Our frontend application is served from a container that runs on a Docker Swarm cluster. When we onboarded the customer who reported the issue we mistakenly deployed the frontend image tagged latest (instead of the image tagged with the highest semantic version) from our container repository.When deploying a stack, Docker Swarm will not pull an image onto a host if that image already exists on the host. Thus when we deployed our customers stack they ran an outdated frontend, since an image tagged latest already existed on the host.
The technical resolution for this issue is deploying images based on their semantic version tag. We knew this before the issue ocurred and so realize that this issue is caused by a gap in process, not in technology. Our deployment process did not have sufficient controls and monitoring over precisely which image is deployed.
LightTag provides a text annotation platform as either a hosted solution (SaaS) or on-premise installation.
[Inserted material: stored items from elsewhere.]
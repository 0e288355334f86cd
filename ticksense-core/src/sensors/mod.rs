//! Reference sensor drivers
//!
//! Concrete drivers normally live with the board support code. The pulse
//! counter is kept here because it is the one driver whose state is shared
//! with interrupt context.

pub mod pulse;

pub use pulse::PulseCounter;
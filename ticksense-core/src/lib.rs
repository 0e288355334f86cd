//! Measurement scheduling and uplink core for TickSense
//!
//! Decides when each configured measurement is sampled, folds samples into
//! per-period aggregates, and packs due aggregates into uplink frames.
//! Designed for battery-powered sensor nodes with a slow radio link.
//!
//! Key constraints:
//! - Runs from a single cooperative tick loop, nothing blocks
//! - No heap allocation; tables are fixed-size
//! - The radio may only carry part of a cycle per frame
//!
//! ```rust
//! use ticksense_core::{MeasurementDefinition, MeasurementKind, NodeConfig};
//!
//! let config = NodeConfig::new().with_transmit_interval_ms(5 * 60_000);
//! assert!(config.validate().is_ok());
//!
//! // Two samples of the temperature probe per 5 minute tick
//! let def = MeasurementDefinition::new("TMP", MeasurementKind::W1Probe, 1, 2).unwrap();
//! assert!(def.is_active());
//! ```

#![cfg_attr(not(feature = "std"), no_std)]
#![deny(unsafe_code)]
#![warn(missing_docs)]

#[macro_use]
mod logging;

pub mod accumulator;
pub mod config;
pub mod constants;
pub mod cycle;
pub mod errors;
pub mod instant;
pub mod measurement;
pub mod node;
pub mod pipeline;
pub mod reading;
pub mod registry;
pub mod scheduler;
pub mod sensors;
pub mod sleep;
pub mod time;
pub mod traits;

// Public API
pub use accumulator::{Aggregate, MeasurementAccumulator};
pub use config::{NodeConfig, PowerMode};
pub use cycle::TransmitCycle;
pub use errors::{ConfigError, ProtocolError, ReadError, SendError, SensorError};
pub use measurement::{MeasurementDefinition, MeasurementKind, Reading, ValueKind};
pub use node::{Iteration, SensorNode};
pub use pipeline::{SendOutcome, TransmissionPipeline};
pub use registry::{BootSource, MeasurementRegistry};
pub use scheduler::Scheduler;
pub use sleep::{SleepDecision, SleepGovernor};
pub use traits::{Platform, Protocol, SensorInterface, TimeSource};

/// Everything needed to wire up a node
pub mod prelude {
    pub use crate::accumulator::{Aggregate, MeasurementAccumulator};
    pub use crate::config::{NodeConfig, PowerMode};
    pub use crate::errors::{
        ConfigError, ConfigResult, ProtocolError, ProtocolResult, ReadError, SendError, SensorError,
        SensorResult,
    };
    pub use crate::measurement::{MeasurementDefinition, MeasurementKind, Reading, ValueKind};
    pub use crate::node::{Iteration, SensorNode};
    pub use crate::pipeline::SendOutcome;
    pub use crate::sensors::PulseCounter;
    pub use crate::sleep::SleepDecision;
    #[cfg(feature = "std")]
    pub use crate::time::MonotonicTime;
    pub use crate::time::{FixedTime, TimeSource, Timestamp};
    pub use crate::traits::{Platform, Protocol, SensorInterface};
}

/// Crate version
pub const VERSION: &str = env!("CARGO_PKG_VERSION");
In order to keep complexity down our SaaS deployment is (almost) equivalent to our on-premise deployment. In particular the components that make up LightTag, such as a database, backend server and machine learning processes are each run inside of a container orchestrated by Docker Swarm.
In our hosted offering, each customer is allocated their own set of containers (a stack in the Docker Swarm parlance) which lets us offer our customers full isolation while remaining cost efficient. One of the components that runs in it's own container is our frontend ReactJS application which is statically built and served by our proxy server.
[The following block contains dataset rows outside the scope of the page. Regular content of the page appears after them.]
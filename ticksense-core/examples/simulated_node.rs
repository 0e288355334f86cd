//! Simulated Sensor Node Example
//!
//! Runs the tick loop against a simulated clock: a temperature probe
//! sampled four times per tick, a pulse counter fed by a fake interrupt,
//! and a console "radio" that prints each frame and acknowledges it.
//!
//! ## What You'll Learn
//!
//! - Implementing `SensorInterface` for a board's sensors
//! - Sharing a `PulseCounter` between an interrupt and the node
//! - Letting the sleep governor drive a simulated clock
//!
//! ## Running the Example
//!
//! ```bash
//! cargo run --example simulated_node
//! ```

use ticksense_core::prelude::*;

/// Board sensors: a slowly warming probe plus the pulse counter.
struct BoardSensors<'a> {
    pulses: &'a PulseCounter,
    temperature: f32,
}

impl SensorInterface for BoardSensors<'_> {
    fn value_kind(&self, def: &MeasurementDefinition) -> Option<ValueKind> {
        match def.kind {
            MeasurementKind::W1Probe => Some(ValueKind::Float),
            _ => self.pulses.value_kind(def),
        }
    }

    fn collection_time(&mut self, def: &MeasurementDefinition) -> Option<SensorResult<u32>> {
        match def.kind {
            // One-wire conversion time at 12 bit resolution
            MeasurementKind::W1Probe => Some(Ok(750)),
            _ => self.pulses.collection_time(def),
        }
    }

    fn start(&mut self, def: &MeasurementDefinition, isolated: bool) -> SensorResult<()> {
        match def.kind {
            MeasurementKind::W1Probe => Ok(()),
            _ => self.pulses.start(def, isolated),
        }
    }

    fn collect(&mut self, def: &MeasurementDefinition) -> SensorResult<Reading> {
        match def.kind {
            MeasurementKind::W1Probe => {
                self.temperature += 0.25;
                Ok(Reading::Float(self.temperature))
            }
            _ => self.pulses.collect(def),
        }
    }

    fn enable(&mut self, def: &MeasurementDefinition, enabled: bool) {
        if def.kind == MeasurementKind::PulseCount {
            self.pulses.enable(def, enabled);
        }
    }

    fn acked(&mut self, def: &MeasurementDefinition) {
        if def.kind == MeasurementKind::PulseCount {
            self.pulses.acked(def);
        }
    }
}

/// Prints frames instead of transmitting them.
#[derive(Default)]
struct ConsoleRadio {
    line: String,
    frames: u32,
}

impl Protocol for ConsoleRadio {
    fn init(&mut self) -> ProtocolResult<()> {
        self.line.clear();
        Ok(())
    }

    fn append(&mut self, def: &MeasurementDefinition, acc: &MeasurementAccumulator) -> ProtocolResult<()> {
        let value = match acc.aggregate() {
            Aggregate::Integer { sum, .. } => format!("{}", sum),
            Aggregate::Float { min, max, .. } => {
                format!("{:.2} ({:.2}..{:.2})", acc.mean().unwrap_or_default(), min, max)
            }
            Aggregate::Text(s) => format!("\"{}\"", s),
            Aggregate::Empty => return Err(ProtocolError::SendFailed),
        };
        self.line.push_str(&format!(" {}={}", def.name(), value));
        Ok(())
    }

    fn send(&mut self) -> ProtocolResult<()> {
        self.frames += 1;
        println!("  uplink #{}:{}", self.frames, self.line);
        Ok(())
    }

    fn send_ready(&self) -> bool {
        true
    }

    fn is_connected(&self) -> bool {
        true
    }
}

/// Sleeping just moves the simulated clock forward.
struct SimulatedBoard<'a> {
    clock: &'a FixedTime,
    slept_ms: u64,
}

impl Platform for SimulatedBoard<'_> {
    fn on_battery(&mut self) -> Option<bool> {
        Some(true)
    }

    fn sleep_for(&mut self, ms: u32) -> bool {
        self.clock.advance(ms as u64);
        self.slept_ms += ms as u64;
        true
    }
}

fn main() {
    println!("TickSense Simulated Node Example");
    println!("================================\n");

    let clock = FixedTime::new(0);
    let pulses = PulseCounter::new();
    let sensors = BoardSensors { pulses: &pulses, temperature: 18.0 };
    let board = SimulatedBoard { clock: &clock, slept_ms: 0 };

    let config = NodeConfig::new().with_transmit_interval_ms(60_000);
    let mut node: SensorNode<_, _, _, _> =
        SensorNode::new(config, sensors, ConsoleRadio::default(), board, &clock);

    let defaults = [
        MeasurementDefinition::new("TMP", MeasurementKind::W1Probe, 1, 4).unwrap(),
        MeasurementDefinition::new("PC1", MeasurementKind::PulseCount, 1, 1).unwrap(),
    ];
    let source = node.load(&[], &defaults);
    println!("Loaded {} measurements from {:?}\n", node.registry().len(), source);

    let mut frames_acked = 0;
    while clock.now() < 3 * 60_000 + 1_000 {
        // A pulse roughly every 7 seconds of simulated time
        if clock.now() % 7_000 < 100 {
            pulses.record_pulse();
        }

        node.iterate();
        if node.protocol().frames > frames_acked {
            frames_acked = node.protocol().frames;
            node.on_ack(true);
        }
        clock.advance(100);
    }

    let sched = node.scheduler_stats();
    let pipe = node.pipeline_stats();
    println!("\nScheduler: {} starts, {} collects, {} errors", sched.starts, sched.collects, sched.sensor_errors);
    println!("Pipeline:  {} sends, {} acks", pipe.complete_sends, pipe.acks);
    println!("Slept {:.1}s of {:.1}s", node.platform().slept_ms as f64 / 1000.0, clock.now() as f64 / 1000.0);
    println!("Pulses waiting for next uplink: {}", pulses.count());
}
Previously we deployed each new customer in a manual process and we recently migrated to a fully automated self service on-boarding process, the relevant part of which defines and deploys a stack of containers into our Swarm cluster. The customer that reported the error was the first to go through this automated deployment process, hence why they were the only one to experience this issue.
We've been aware of Docker Swarm's behavior (not pulling an image if it exists on the host) for some time. During our days of manual deployment this was a frustrating point which entailed an extra step, updating a service and forcing it to pull after deployment. While frustrating, it was on our deployment checklist and so was not missed.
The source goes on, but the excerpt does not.